There are several interventions - such as training in health, awareness about reproductive health care, critique of patriarchal values and gender discrimination - being suggested for bettering the conditions of girl children. It is argued here that these programmes would make better impact if girls accessed education and were literate. More than anything schools provide leisure, time and space of their own. Thus when in school they are no longer exploited. They no longer have to work for others. They are discovering themselves and their potentialities. They acquire self esteem and confidence. This is their first step towards gender equality and breakdown of stereotypes. This is the beginning of their role as individuals in their own right.


Parents and girl children

When the MVF started it's motivation drive it had to contend with a volley of questions from the parents. For instance they asked, why should girls go to school? They will get married and go away to the in-laws house in any case. Is it not better that they are taught to cook and do the work at home and in the fields.

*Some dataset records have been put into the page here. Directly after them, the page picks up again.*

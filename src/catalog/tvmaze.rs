/// TVMaze catalog implementation.
use super::tvmaze_types::{TvMazeEpisode, TvMazeSearchHit, TvMazeShow};
use super::{CatalogError, Episode, Show, ShowCatalog, ShowId};
use crate::config::CatalogConfig;
use reqwest::Url;
use serde::de::DeserializeOwned;
use std::time::Duration;
use tracing::{debug, info};

/// Show catalog backed by the TVMaze API.
///
/// Searches go to `<base>/search/shows?q=<query>` and episode lists to
/// `<base>/shows/<id>/episodes`. Every call issues exactly one GET request.
pub struct TvMazeCatalog {
    client: reqwest::Client,
    base_url: Url,
    missing_image_url: String,
}

impl TvMazeCatalog {
    /// Creates a new TVMaze catalog from the given configuration.
    ///
    /// # Errors
    ///
    /// Returns an error if the base URL cannot hold path segments or the
    /// HTTP client cannot be built.
    pub fn new(config: &CatalogConfig) -> Result<Self, CatalogError> {
        let base_url = Url::parse(&config.base_url)
            .map_err(|e| CatalogError::InvalidUrl(format!("{}: {}", config.base_url, e)))?;
        if base_url.cannot_be_a_base() {
            return Err(CatalogError::InvalidUrl(config.base_url.clone()));
        }

        let client = reqwest::Client::builder()
            .user_agent(config.user_agent.as_str())
            .timeout(Duration::from_secs(config.timeout_secs))
            .build()
            .map_err(|e| CatalogError::ClientBuild(e.to_string()))?;

        Ok(Self {
            client,
            base_url,
            missing_image_url: config.missing_image_url.clone(),
        })
    }

    /// Appends path segments to the base URL, percent-encoding each one.
    fn endpoint(&self, segments: &[&str]) -> Result<Url, CatalogError> {
        let mut url = self.base_url.clone();
        url.path_segments_mut()
            .map_err(|_| CatalogError::InvalidUrl(self.base_url.to_string()))?
            .pop_if_empty()
            .extend(segments);
        Ok(url)
    }

    /// Sends a GET request and decodes the JSON body.
    async fn get_json<T: DeserializeOwned>(&self, url: Url) -> Result<T, CatalogError> {
        debug!(%url, "requesting catalog");

        let response = self
            .client
            .get(url)
            .send()
            .await
            .map_err(|e| CatalogError::RequestFailed(e.to_string()))?;

        let status = response.status();
        if !status.is_success() {
            return Err(CatalogError::HttpStatus {
                status: status.as_u16(),
                reason: status.canonical_reason().unwrap_or("Unknown").to_string(),
            });
        }

        let body = response
            .text()
            .await
            .map_err(|e| CatalogError::RequestFailed(e.to_string()))?;

        serde_json::from_str(&body).map_err(|e| CatalogError::ParseError(e.to_string()))
    }

    /// Converts a TVMaze show to our Show record, substituting the
    /// placeholder when there is no poster.
    fn convert_show(&self, tvmaze_show: TvMazeShow) -> Show {
        Show {
            id: tvmaze_show.id,
            name: tvmaze_show.name,
            summary: tvmaze_show.summary,
            image: tvmaze_show
                .image
                .map(|image| image.original)
                .unwrap_or_else(|| self.missing_image_url.clone()),
        }
    }

    fn convert_episode(tvmaze_episode: TvMazeEpisode) -> Episode {
        Episode {
            id: tvmaze_episode.id,
            name: tvmaze_episode.name,
            season: tvmaze_episode.season,
            number: tvmaze_episode.number,
        }
    }
}

impl ShowCatalog for TvMazeCatalog {
    async fn search_shows(&self, query: &str) -> Result<Vec<Show>, CatalogError> {
        let mut url = self.endpoint(&["search", "shows"])?;
        url.query_pairs_mut().append_pair("q", query);

        let hits: Vec<TvMazeSearchHit> = self.get_json(url).await?;
        let shows: Vec<Show> = hits
            .into_iter()
            .map(|hit| self.convert_show(hit.show))
            .collect();

        info!(query, count = shows.len(), "show search completed");
        Ok(shows)
    }

    async fn get_episodes(&self, show_id: &ShowId) -> Result<Vec<Episode>, CatalogError> {
        let url = self.endpoint(&["shows", show_id.as_str(), "episodes"])?;

        let episodes: Vec<TvMazeEpisode> = self.get_json(url).await?;
        let episodes: Vec<Episode> = episodes.into_iter().map(Self::convert_episode).collect();

        info!(%show_id, count = episodes.len(), "episode list fetched");
        Ok(episodes)
    }
}

#[cfg(test)]
mod tests {
    use super::*;
    use crate::catalog::EpisodeId;
    use serde_json::json;
    use wiremock::matchers::{method, path, query_param};
    use wiremock::{Mock, MockServer, ResponseTemplate};

    fn catalog_for(server: &MockServer) -> TvMazeCatalog {
        let config = CatalogConfig {
            base_url: server.uri(),
            ..CatalogConfig::default()
        };
        TvMazeCatalog::new(&config).unwrap()
    }

    #[tokio::test]
    async fn test_search_maps_shows_in_order() {
        let server = MockServer::start().await;
        Mock::given(method("GET"))
            .and(path("/search/shows"))
            .and(query_param("q", "joker"))
            .respond_with(ResponseTemplate::new(200).set_body_json(json!([
                {
                    "score": 0.9,
                    "show": {
                        "id": 1139,
                        "name": "Joker",
                        "summary": "<p>desc</p>",
                        "image": { "medium": "http://img/1m.jpg", "original": "http://img/1.jpg" },
                        "language": "English"
                    }
                },
                {
                    "score": 0.5,
                    "show": { "id": 7, "name": "Joker Game", "summary": null, "image": null }
                }
            ])))
            .expect(1)
            .mount(&server)
            .await;

        let shows = catalog_for(&server).search_shows("joker").await.unwrap();

        assert_eq!(shows.len(), 2);
        assert_eq!(shows[0].id, ShowId::from(1139));
        assert_eq!(shows[0].name, "Joker");
        assert_eq!(shows[0].summary.as_deref(), Some("<p>desc</p>"));
        assert_eq!(shows[0].image, "http://img/1.jpg");
        assert_eq!(shows[1].id, ShowId::from(7));
        assert_eq!(shows[1].summary, None);
        assert_eq!(shows[1].image, "https://tinyurl.com/tv-missing");
    }

    #[tokio::test]
    async fn test_search_uses_configured_placeholder() {
        let server = MockServer::start().await;
        Mock::given(method("GET"))
            .and(path("/search/shows"))
            .respond_with(ResponseTemplate::new(200).set_body_json(json!([
                { "show": { "id": 1, "name": "No Poster", "summary": "", "image": null } }
            ])))
            .mount(&server)
            .await;

        let config = CatalogConfig {
            base_url: server.uri(),
            missing_image_url: "http://placeholder/none.png".to_string(),
            ..CatalogConfig::default()
        };
        let shows = TvMazeCatalog::new(&config)
            .unwrap()
            .search_shows("anything")
            .await
            .unwrap();

        assert_eq!(shows[0].image, "http://placeholder/none.png");
    }

    #[tokio::test]
    async fn test_search_without_matches_is_empty() {
        let server = MockServer::start().await;
        Mock::given(method("GET"))
            .and(path("/search/shows"))
            .respond_with(ResponseTemplate::new(200).set_body_json(json!([])))
            .mount(&server)
            .await;

        let shows = catalog_for(&server)
            .search_shows("zzzxqqq")
            .await
            .unwrap();
        assert!(shows.is_empty());
    }

    #[tokio::test]
    async fn test_search_query_is_encoded() {
        let server = MockServer::start().await;
        Mock::given(method("GET"))
            .and(path("/search/shows"))
            .and(query_param("q", "law & order"))
            .respond_with(ResponseTemplate::new(200).set_body_json(json!([])))
            .expect(1)
            .mount(&server)
            .await;

        catalog_for(&server)
            .search_shows("law & order")
            .await
            .unwrap();
    }

    #[tokio::test]
    async fn test_search_propagates_http_status() {
        let server = MockServer::start().await;
        Mock::given(method("GET"))
            .and(path("/search/shows"))
            .respond_with(ResponseTemplate::new(500))
            .mount(&server)
            .await;

        let error = catalog_for(&server).search_shows("joker").await.unwrap_err();
        assert!(matches!(error, CatalogError::HttpStatus { status: 500, .. }));
    }

    #[tokio::test]
    async fn test_search_rejects_malformed_response() {
        let server = MockServer::start().await;
        Mock::given(method("GET"))
            .and(path("/search/shows"))
            .respond_with(ResponseTemplate::new(200).set_body_json(json!([{ "name": "flat" }])))
            .mount(&server)
            .await;

        let error = catalog_for(&server).search_shows("joker").await.unwrap_err();
        assert!(matches!(error, CatalogError::ParseError(_)));
    }

    #[tokio::test]
    async fn test_get_episodes_maps_fields() {
        let server = MockServer::start().await;
        Mock::given(method("GET"))
            .and(path("/shows/1139/episodes"))
            .respond_with(ResponseTemplate::new(200).set_body_json(json!([
                { "id": 10, "name": "Pilot", "season": 1, "number": 1, "airdate": "2019-01-01" },
                { "id": 11, "name": "Christmas Special", "season": 1, "number": null }
            ])))
            .expect(1)
            .mount(&server)
            .await;

        let episodes = catalog_for(&server)
            .get_episodes(&ShowId::from(1139))
            .await
            .unwrap();

        assert_eq!(
            episodes,
            vec![
                Episode {
                    id: EpisodeId::from(10),
                    name: Some("Pilot".to_string()),
                    season: 1,
                    number: Some(1),
                },
                Episode {
                    id: EpisodeId::from(11),
                    name: Some("Christmas Special".to_string()),
                    season: 1,
                    number: None,
                },
            ]
        );
    }

    #[tokio::test]
    async fn test_get_episodes_accepts_null_name() {
        let server = MockServer::start().await;
        Mock::given(method("GET"))
            .and(path("/shows/1139/episodes"))
            .respond_with(ResponseTemplate::new(200).set_body_json(json!([
                { "id": 10, "name": "Pilot", "season": 1, "number": 1 },
                { "id": 11, "name": null, "season": 1, "number": 2 }
            ])))
            .expect(1)
            .mount(&server)
            .await;

        let episodes = catalog_for(&server)
            .get_episodes(&ShowId::from(1139))
            .await
            .unwrap();

        assert_eq!(episodes.len(), 2);
        assert_eq!(episodes[0].name.as_deref(), Some("Pilot"));
        assert_eq!(episodes[1].id, EpisodeId::from(11));
        assert_eq!(episodes[1].name, None);
        assert_eq!(episodes[1].number, Some(2));
    }

    #[tokio::test]
    async fn test_get_episodes_propagates_not_found() {
        let server = MockServer::start().await;
        Mock::given(method("GET"))
            .and(path("/shows/99/episodes"))
            .respond_with(ResponseTemplate::new(404))
            .mount(&server)
            .await;

        let error = catalog_for(&server)
            .get_episodes(&ShowId::from(99))
            .await
            .unwrap_err();
        assert_eq!(error.to_string(), "HTTP 404 Not Found");
    }

    #[tokio::test]
    async fn test_unreachable_host_is_request_failure() {
        let config = CatalogConfig {
            base_url: "http://127.0.0.1:1".to_string(),
            timeout_secs: 2,
            ..CatalogConfig::default()
        };
        let error = TvMazeCatalog::new(&config)
            .unwrap()
            .search_shows("joker")
            .await
            .unwrap_err();
        assert!(matches!(error, CatalogError::RequestFailed(_)));
    }

    #[test]
    fn test_endpoint_keeps_base_path() {
        let config = CatalogConfig {
            base_url: "http://proxy.local/tvmaze/".to_string(),
            ..CatalogConfig::default()
        };
        let catalog = TvMazeCatalog::new(&config).unwrap();
        let url = catalog.endpoint(&["shows", "5", "episodes"]).unwrap();
        assert_eq!(url.as_str(), "http://proxy.local/tvmaze/shows/5/episodes");
    }

    #[test]
    fn test_rejects_unusable_base_url() {
        let config = CatalogConfig {
            base_url: "mailto:someone@example.com".to_string(),
            ..CatalogConfig::default()
        };
        assert!(matches!(
            TvMazeCatalog::new(&config),
            Err(CatalogError::InvalidUrl(_))
        ));
    }
}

If they get education then we will have to spend more on her marriage and dowry. Who is going to bear all these expenses? She will have scant respect for her elders. All these apprehensions were clarified by using examples of girl children in the villages who are in schools. The stories of girls who have passed out of schools and their status in the family and society was also discussed. The parents were also provoked to think about their own deprivations since they had never been to schools. They were impressed by the stubbornness of the youth volunteers who relentlessly pursued them. It is rare that they are treated with respect and talked to as equals. On more than one occasion the parents found the commitment and seriousness of the volunteers so compelling that they agreed to send their daughters to school, withdrawing them from work. In fact it was during these motivation drives one found out that many of the parents indeed had an innate desire for sending their daughters as well to schools. They did not do so because there was lack of atmosphere enabling them to take this vital decision. They needed the assurance that they were right in desiring that their daughters had to go to school. Thus if they had not sent their girls to school it was more a matter of habit and social pressure than their unwillingness to send their children to school.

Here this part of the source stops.